In provincia di La Spezia la Val di Vara si è procurata da anni la fama di “valle del biologico”; il 4 gennaio di quest’anno l’autorevole quotidiano inglese The Guardian l’ha definita “la valle più verde d’Italia” inserendola nella “top list” dei venti luoghi del mondo da visitare nel 2020 (ancora non si immaginava l’arrivo del coronavirus…) per l’importanza dei suoi progetti di conservazione dell’ambiente e delle comunità; grazie alla visione di un “sindaco illuminato” (così dice The Guardian) e all’entusiamo di allevatori, contadini, ristoratori, albergatori e operatori turistici oggi più della metà dei terreni dedicati all’agroallevamento dell’alta valle sono coltivati con metodi biologici. Nel 2013 è nato il Biodistretto Val di Vara, con sede a Varese Ligure, che si prefigge – tra l’altro – di favorire, valorizzare, sostenere e promuovere lo sviluppo delle produzioni biologiche della vallata e delle relative filiere collegate, promuovendone il consumo anche oltre i confini del distretto, tutelare e preservare le tradizioni culturali locali, l’agro-biodiversità e l’ambiente naturale, favorire le attività e i progetti (anche a livello europeo) per l’innovazione in campo agricolo e zootecnico. Percorrendo le tortuose strade dell’alta valle è normale scorgere nei prati piccole mandrie di mucche che pascolano brade. Ma ben più antica del Biodistretto è la Cooperativa Casearia Val di Vara, nata anch’essa a Varese Ligure nel lontanissimo 1978, che trasforma in loco, nel proprio caseificio, tutto il latte prodotto dai soci producendo formaggi stagionati e freschi e ricotta. Nella media valle, a Brugnato, dal 1956 lavora anche un caseificio autonomo, il cui prodotto di maggior risalto è la mozzarella, classificata PAT (Prodotto Agricolo Tradizionale). Nell’edizione 2009 della manifestazione internazionale Cheese organizzata dalla Fondazione Slow Food, il Caseificio Esposito ha ottenuto il Premio Locale del Buon Formaggio per l’impegno e la passione nella diffusione della produzione casearia buona, pulita e giusta.

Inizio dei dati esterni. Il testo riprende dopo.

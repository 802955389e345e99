//! Pluggable allocation accounting for the directory walker.
//!
//! Every worklist node and every path string the walker builds is paired with a
//! [`Lease`] taken from an [`Allocator`]. The lease gives the bytes back when it is
//! dropped, so each reservation is released exactly once on every exit path.
//!
//! - [`SystemAllocator`] never refuses (the global allocator aborts on real OOM).
//! - [`CountingAllocator`] tracks outstanding bytes/leases and can be told to refuse
//!   after a number of successful requests, which is how exhaustion is simulated.

use std::sync::atomic::{AtomicUsize, Ordering};
use thiserror::Error;

/// Returned when an allocator refuses a request (resource exhaustion).
#[derive(Debug, Error, Clone, Copy, PartialEq, Eq)]
#[error("allocator refused a request for {0} bytes")]
pub struct AllocError(pub usize);

/// Allocation capability handed to the walker.
pub trait Allocator {
    /// Reserve `size` bytes. An `Err` means exhaustion, never a crash.
    fn allocate(&self, size: usize) -> Result<(), AllocError>;

    /// Give back `size` bytes previously reserved with `allocate`.
    fn deallocate(&self, size: usize);
}

impl<A: Allocator + ?Sized> Allocator for &A {
    fn allocate(&self, size: usize) -> Result<(), AllocError> {
        (**self).allocate(size)
    }

    fn deallocate(&self, size: usize) {
        (**self).deallocate(size)
    }
}

/// Default allocator: accepts everything.
#[derive(Debug, Default, Clone, Copy)]
pub struct SystemAllocator;

impl Allocator for SystemAllocator {
    #[inline]
    fn allocate(&self, _size: usize) -> Result<(), AllocError> {
        Ok(())
    }

    #[inline]
    fn deallocate(&self, _size: usize) {}
}

/// Bookkeeping allocator used to verify that nothing leaks.
#[derive(Debug, Default)]
pub struct CountingAllocator {
    outstanding_bytes: AtomicUsize,
    outstanding: AtomicUsize,
    granted: AtomicUsize,
    fail_after: Option<usize>,
}

impl CountingAllocator {
    pub fn new() -> Self {
        Self::default()
    }

    /// Grant the first `n` requests, refuse every request after that.
    pub fn failing_after(n: usize) -> Self {
        Self {
            fail_after: Some(n),
            ..Self::default()
        }
    }

    /// Bytes reserved and not yet given back.
    pub fn outstanding_bytes(&self) -> usize {
        self.outstanding_bytes.load(Ordering::SeqCst)
    }

    /// Number of live reservations.
    pub fn outstanding(&self) -> usize {
        self.outstanding.load(Ordering::SeqCst)
    }

    /// Number of requests granted so far.
    pub fn granted(&self) -> usize {
        self.granted.load(Ordering::SeqCst)
    }
}

impl Allocator for CountingAllocator {
    fn allocate(&self, size: usize) -> Result<(), AllocError> {
        if let Some(limit) = self.fail_after
            && self.granted.load(Ordering::SeqCst) >= limit
        {
            return Err(AllocError(size));
        }
        self.granted.fetch_add(1, Ordering::SeqCst);
        self.outstanding.fetch_add(1, Ordering::SeqCst);
        self.outstanding_bytes.fetch_add(size, Ordering::SeqCst);
        Ok(())
    }

    fn deallocate(&self, size: usize) {
        let prev = self.outstanding.fetch_sub(1, Ordering::SeqCst);
        debug_assert!(prev > 0, "deallocate without a matching allocate");
        self.outstanding_bytes.fetch_sub(size, Ordering::SeqCst);
    }
}

/// RAII reservation: released on drop.
#[must_use]
pub struct Lease<'a, A: Allocator + ?Sized> {
    alloc: &'a A,
    size: usize,
}

impl<'a, A: Allocator + ?Sized> Lease<'a, A> {
    pub fn acquire(alloc: &'a A, size: usize) -> Result<Self, AllocError> {
        alloc.allocate(size)?;
        Ok(Self { alloc, size })
    }

    pub fn size(&self) -> usize {
        self.size
    }
}

impl<A: Allocator + ?Sized> Drop for Lease<'_, A> {
    fn drop(&mut self) {
        self.alloc.deallocate(self.size);
    }
}

impl<A: Allocator + ?Sized> std::fmt::Debug for Lease<'_, A> {
    fn fmt(&self, f: &mut std::fmt::Formatter<'_>) -> std::fmt::Result {
        f.debug_struct("Lease").field("size", &self.size).finish()
    }
}
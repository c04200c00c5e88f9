//! Hierarchical progress reporting and cooperative cancellation.

use std::fmt;
use std::sync::{Arc, Mutex};

use tokio_util::sync::CancellationToken;

use crate::TRACING_TARGET_PROGRESS;

/// Progress handle passed down through a run.
///
/// Children created with [`resolve`](ProgressInfo::resolve) share the parent's
/// cancellation token and journal, and extend its label.
#[derive(Clone)]
pub struct ProgressInfo {
    label: Arc<str>,
    cancellation: CancellationToken,
    journal: Option<Arc<Mutex<Vec<String>>>>,
}

impl ProgressInfo {
    /// Creates a root progress handle.
    pub fn new() -> Self {
        Self::with_cancellation(CancellationToken::new())
    }

    /// Creates a root progress handle bound to an existing token.
    pub fn with_cancellation(cancellation: CancellationToken) -> Self {
        Self {
            label: Arc::from(""),
            cancellation,
            journal: None,
        }
    }

    /// Keeps a copy of every logged message, readable via [`messages`](Self::messages).
    pub fn recording(mut self) -> Self {
        self.journal = Some(Arc::new(Mutex::new(Vec::new())));
        self
    }

    /// Returns a child handle for a sub-task.
    pub fn resolve(&self, label: impl fmt::Display) -> Self {
        let label = if self.label.is_empty() {
            label.to_string()
        } else {
            format!("{} | {}", self.label, label)
        };

        Self {
            label: Arc::from(label),
            cancellation: self.cancellation.clone(),
            journal: self.journal.clone(),
        }
    }

    /// Returns a child handle for item `index` of `total`.
    pub fn resolve_item(&self, label: impl fmt::Display, index: usize, total: usize) -> Self {
        self.resolve(format!("{label} {}/{total}", index + 1))
    }

    /// Logs a message under this handle's label.
    pub fn log(&self, message: impl fmt::Display) {
        let line = if self.label.is_empty() {
            message.to_string()
        } else {
            format!("{} | {}", self.label, message)
        };

        tracing::info!(target: TRACING_TARGET_PROGRESS, "{line}");

        if let Some(journal) = &self.journal {
            if let Ok(mut journal) = journal.lock() {
                journal.push(line);
            }
        }
    }

    /// Returns the full label of this handle.
    pub fn label(&self) -> &str {
        &self.label
    }

    /// Returns whether cancellation was requested.
    pub fn is_cancelled(&self) -> bool {
        self.cancellation.is_cancelled()
    }

    /// Requests cancellation of the whole run.
    pub fn cancel(&self) {
        self.cancellation.cancel();
    }

    /// Returns the shared cancellation token.
    pub fn cancellation_token(&self) -> &CancellationToken {
        &self.cancellation
    }

    /// Returns recorded messages, if recording is enabled.
    pub fn messages(&self) -> Vec<String> {
        self.journal
            .as_ref()
            .and_then(|journal| journal.lock().ok().map(|journal| journal.clone()))
            .unwrap_or_default()
    }
}

impl Default for ProgressInfo {
    fn default() -> Self {
        Self::new()
    }
}

impl fmt::Debug for ProgressInfo {
    fn fmt(&self, f: &mut fmt::Formatter<'_>) -> fmt::Result {
        f.debug_struct("ProgressInfo")
            .field("label", &self.label)
            .field("cancelled", &self.is_cancelled())
            .finish()
    }
}

#[cfg(test)]
mod tests {
    use super::*;

    #[test]
    fn test_resolve_extends_label() {
        let root = ProgressInfo::new().recording();
        let child = root.resolve("Node A").resolve_item("Step", 0, 3);

        child.log("running");

        assert_eq!(child.label(), "Node A | Step 1/3");
        assert_eq!(root.messages(), vec!["Node A | Step 1/3 | running".to_owned()]);
    }

    #[test]
    fn test_cancellation_is_shared() {
        let root = ProgressInfo::new();
        let child = root.resolve("child");

        child.cancel();

        assert!(root.is_cancelled());
    }

    #[test]
    fn test_messages_empty_without_recording() {
        let root = ProgressInfo::new();
        root.log("hello");

        assert!(root.messages().is_empty());
    }
}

Entrando in provincia di Genova, come non salire nell’aperta, luminosa, fiorita, boscosa, profondamente appeninica Val d’Aveto? La patria della mucca Cabannina, unica razza autoctona dell’entroterra ligure, di taglia piccola, mantello bruno con una striscia (la riga mulina) color crema sulla linea dorso-lombare, rustica, con gli arti corti e robusti adatti all’alpeggio brado in montagna dalla primavera al tardo autunno; la “razza bovina cabannina” è un Presidio Slow Food. Un animale sia da carne sia soprattutto da latte; le cabannine producono molto meno latte dele altre razze lattifere e per questo hanno rischiato di scomparire: all’inizio del XX secolo c’erano circa 40.000 capi, ora sono poche centinaia; producono poco latte ma di altissima qualità, ricco dei profumi e dei sapori dei pascoli magri e ricchi di arbusti dell’Appennino Ligure, che dà vita a una linea di formaggi a latte crudo ormai ben sistemati nel mercato caseario regionale. Gli allevatori afferenti al Presidio sono distribuiti prevalentemente in Val d’Aveto ma alcuni hanno stalle e caseifici in altre parti del Levante ligure, nelle valli Vara, Sturla, Fontanabuona, Scrivia, Polcevera; non praticano alcuna forma di allevamento intensivo, lasciando lunghi periodi di “asciutta” alle vacche per farle riposare senza costringerle a una superproduzione, certamente più redditizia per gli allevatori ma foriera di malattie e malesseri per gli animali.
In Val d’Aveto però si allevano anche due classiche razze bovine da latte, la Bruna e la Pezzata Rossa, originarie di altre regioni ma da tempo ben acclimatate in zona; il loro latte viene usato dal Caseificio Val d’Aveto per produrre un formaggio a latte crudo di antiche origini, il San Stè, che prende il nome, facile capirlo, da Santo Stefano d’Aveto, capoluogo storico della valle, e il Sarasso, una ricotta salata e stagionata.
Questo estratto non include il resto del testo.